**THE PROBLEM**
Where the string "secret" appears in a line of the data, show that line.

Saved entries
==================================================

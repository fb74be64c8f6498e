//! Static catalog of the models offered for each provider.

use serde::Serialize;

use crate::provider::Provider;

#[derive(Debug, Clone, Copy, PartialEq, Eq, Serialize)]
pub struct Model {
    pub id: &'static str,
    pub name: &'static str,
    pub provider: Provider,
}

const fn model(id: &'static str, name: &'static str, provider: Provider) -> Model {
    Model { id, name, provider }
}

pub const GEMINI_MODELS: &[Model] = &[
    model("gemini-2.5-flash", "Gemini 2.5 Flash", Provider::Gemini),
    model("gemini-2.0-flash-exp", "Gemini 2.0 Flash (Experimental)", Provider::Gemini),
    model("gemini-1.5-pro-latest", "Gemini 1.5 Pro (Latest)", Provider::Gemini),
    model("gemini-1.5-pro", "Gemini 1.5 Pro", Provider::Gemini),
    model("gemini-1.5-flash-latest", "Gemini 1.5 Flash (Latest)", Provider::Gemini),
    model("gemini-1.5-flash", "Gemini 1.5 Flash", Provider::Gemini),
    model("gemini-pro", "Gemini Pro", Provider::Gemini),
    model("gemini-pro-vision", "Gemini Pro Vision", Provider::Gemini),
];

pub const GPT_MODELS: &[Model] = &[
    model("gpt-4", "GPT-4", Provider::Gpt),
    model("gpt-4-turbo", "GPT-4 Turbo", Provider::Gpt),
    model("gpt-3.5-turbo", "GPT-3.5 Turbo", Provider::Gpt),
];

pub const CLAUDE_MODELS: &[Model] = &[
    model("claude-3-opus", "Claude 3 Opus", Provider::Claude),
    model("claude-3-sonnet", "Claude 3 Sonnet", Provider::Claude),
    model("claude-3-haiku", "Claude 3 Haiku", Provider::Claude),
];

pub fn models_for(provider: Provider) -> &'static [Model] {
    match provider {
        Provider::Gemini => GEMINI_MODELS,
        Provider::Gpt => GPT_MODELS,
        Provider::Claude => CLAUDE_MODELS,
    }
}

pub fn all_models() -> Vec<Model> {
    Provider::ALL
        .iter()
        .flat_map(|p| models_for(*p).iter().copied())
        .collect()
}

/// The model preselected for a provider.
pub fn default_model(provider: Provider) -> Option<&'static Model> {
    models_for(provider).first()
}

==================================================

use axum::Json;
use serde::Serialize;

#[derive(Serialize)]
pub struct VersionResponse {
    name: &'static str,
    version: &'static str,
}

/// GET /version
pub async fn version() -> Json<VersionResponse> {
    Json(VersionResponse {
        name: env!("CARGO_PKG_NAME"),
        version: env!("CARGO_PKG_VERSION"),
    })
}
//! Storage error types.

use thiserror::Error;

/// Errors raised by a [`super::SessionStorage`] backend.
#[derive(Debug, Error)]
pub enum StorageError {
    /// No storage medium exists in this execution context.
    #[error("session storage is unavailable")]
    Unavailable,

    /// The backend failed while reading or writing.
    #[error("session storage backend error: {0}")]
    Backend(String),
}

==================================================

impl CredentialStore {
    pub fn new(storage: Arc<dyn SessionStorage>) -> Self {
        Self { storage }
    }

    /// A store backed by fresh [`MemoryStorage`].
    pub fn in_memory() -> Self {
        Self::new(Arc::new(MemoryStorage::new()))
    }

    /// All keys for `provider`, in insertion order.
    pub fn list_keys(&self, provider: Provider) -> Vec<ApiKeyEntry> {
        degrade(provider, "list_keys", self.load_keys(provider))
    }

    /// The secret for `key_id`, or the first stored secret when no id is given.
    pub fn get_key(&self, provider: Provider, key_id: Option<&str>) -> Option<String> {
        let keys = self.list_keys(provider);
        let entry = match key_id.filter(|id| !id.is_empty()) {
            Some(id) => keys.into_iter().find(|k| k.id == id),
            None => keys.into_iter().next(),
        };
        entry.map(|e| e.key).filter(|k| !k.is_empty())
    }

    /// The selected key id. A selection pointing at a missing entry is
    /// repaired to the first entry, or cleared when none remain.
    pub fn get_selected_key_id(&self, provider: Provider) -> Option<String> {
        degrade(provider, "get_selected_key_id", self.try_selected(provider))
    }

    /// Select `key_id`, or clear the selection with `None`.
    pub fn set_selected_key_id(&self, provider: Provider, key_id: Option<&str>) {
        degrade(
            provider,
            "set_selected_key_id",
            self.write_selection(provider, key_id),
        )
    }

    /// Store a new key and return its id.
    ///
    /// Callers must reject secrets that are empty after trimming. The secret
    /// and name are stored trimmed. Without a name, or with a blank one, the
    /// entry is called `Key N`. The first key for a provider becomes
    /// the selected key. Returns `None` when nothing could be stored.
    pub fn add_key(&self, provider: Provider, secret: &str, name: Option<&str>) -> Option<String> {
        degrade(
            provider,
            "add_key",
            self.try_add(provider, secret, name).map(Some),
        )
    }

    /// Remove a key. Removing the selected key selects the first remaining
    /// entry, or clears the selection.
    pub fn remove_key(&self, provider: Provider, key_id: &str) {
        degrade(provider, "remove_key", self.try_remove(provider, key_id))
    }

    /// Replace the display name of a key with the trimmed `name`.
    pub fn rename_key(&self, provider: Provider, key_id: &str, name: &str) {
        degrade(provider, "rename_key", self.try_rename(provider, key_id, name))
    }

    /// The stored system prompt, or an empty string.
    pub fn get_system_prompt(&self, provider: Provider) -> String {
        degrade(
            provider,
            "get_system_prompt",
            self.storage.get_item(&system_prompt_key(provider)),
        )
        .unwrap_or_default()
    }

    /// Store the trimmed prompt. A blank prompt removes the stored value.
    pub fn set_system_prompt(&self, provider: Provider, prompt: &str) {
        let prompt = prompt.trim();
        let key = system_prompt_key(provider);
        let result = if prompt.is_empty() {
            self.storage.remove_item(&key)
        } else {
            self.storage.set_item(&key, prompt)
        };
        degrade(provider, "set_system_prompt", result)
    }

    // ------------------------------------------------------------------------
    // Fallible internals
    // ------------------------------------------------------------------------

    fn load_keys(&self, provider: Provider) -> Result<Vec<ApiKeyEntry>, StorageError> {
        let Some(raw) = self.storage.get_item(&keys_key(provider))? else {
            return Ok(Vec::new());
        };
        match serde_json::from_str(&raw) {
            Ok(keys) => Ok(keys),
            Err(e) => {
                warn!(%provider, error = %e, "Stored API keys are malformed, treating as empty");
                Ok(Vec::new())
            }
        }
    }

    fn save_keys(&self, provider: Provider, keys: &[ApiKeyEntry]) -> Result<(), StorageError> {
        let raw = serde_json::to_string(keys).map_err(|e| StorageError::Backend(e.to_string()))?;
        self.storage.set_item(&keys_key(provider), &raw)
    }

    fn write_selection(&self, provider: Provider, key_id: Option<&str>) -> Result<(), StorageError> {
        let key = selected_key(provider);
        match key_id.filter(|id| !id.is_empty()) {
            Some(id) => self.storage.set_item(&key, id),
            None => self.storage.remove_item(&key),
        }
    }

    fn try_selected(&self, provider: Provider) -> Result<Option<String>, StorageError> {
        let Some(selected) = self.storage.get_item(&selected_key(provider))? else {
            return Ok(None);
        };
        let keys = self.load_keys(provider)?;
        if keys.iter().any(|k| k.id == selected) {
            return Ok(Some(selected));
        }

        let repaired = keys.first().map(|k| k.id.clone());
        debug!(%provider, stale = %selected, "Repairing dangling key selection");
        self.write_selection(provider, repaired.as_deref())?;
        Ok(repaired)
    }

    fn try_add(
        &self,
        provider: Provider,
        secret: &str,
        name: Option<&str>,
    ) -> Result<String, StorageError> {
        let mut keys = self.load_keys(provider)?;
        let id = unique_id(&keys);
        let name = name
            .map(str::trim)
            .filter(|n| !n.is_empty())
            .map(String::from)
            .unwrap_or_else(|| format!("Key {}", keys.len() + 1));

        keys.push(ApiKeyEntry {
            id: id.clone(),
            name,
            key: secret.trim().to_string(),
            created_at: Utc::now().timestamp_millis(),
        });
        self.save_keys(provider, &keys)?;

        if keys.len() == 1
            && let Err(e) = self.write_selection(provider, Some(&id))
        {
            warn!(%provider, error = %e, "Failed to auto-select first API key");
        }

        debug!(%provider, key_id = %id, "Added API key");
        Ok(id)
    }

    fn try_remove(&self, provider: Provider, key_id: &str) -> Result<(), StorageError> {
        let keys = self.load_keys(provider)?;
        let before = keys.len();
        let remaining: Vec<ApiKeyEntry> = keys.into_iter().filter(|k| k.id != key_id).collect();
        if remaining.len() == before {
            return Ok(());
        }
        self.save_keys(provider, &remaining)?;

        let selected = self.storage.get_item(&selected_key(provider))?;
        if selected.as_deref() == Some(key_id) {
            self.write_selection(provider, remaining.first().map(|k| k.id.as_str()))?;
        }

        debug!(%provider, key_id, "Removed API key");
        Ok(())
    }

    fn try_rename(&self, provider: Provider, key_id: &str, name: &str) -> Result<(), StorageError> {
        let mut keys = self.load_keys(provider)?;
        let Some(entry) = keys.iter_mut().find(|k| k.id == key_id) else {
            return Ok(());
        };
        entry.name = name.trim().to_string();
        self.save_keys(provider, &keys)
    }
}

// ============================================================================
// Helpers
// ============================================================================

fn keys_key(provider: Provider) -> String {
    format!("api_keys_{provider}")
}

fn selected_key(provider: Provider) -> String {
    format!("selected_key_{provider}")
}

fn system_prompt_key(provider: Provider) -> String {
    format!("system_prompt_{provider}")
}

==================================================

**OUTPUT FOR THIS EXERCISE**
    /// The secret for `key_id`, or the first stored secret when no id is given.
    /// Callers must reject secrets that are empty after trimming. The secret
    pub fn add_key(&self, provider: Provider, secret: &str, name: Option<&str>) -> Option<String> {
            self.try_add(provider, secret, name).map(Some),
        secret: &str,
            key: secret.trim().to_string(),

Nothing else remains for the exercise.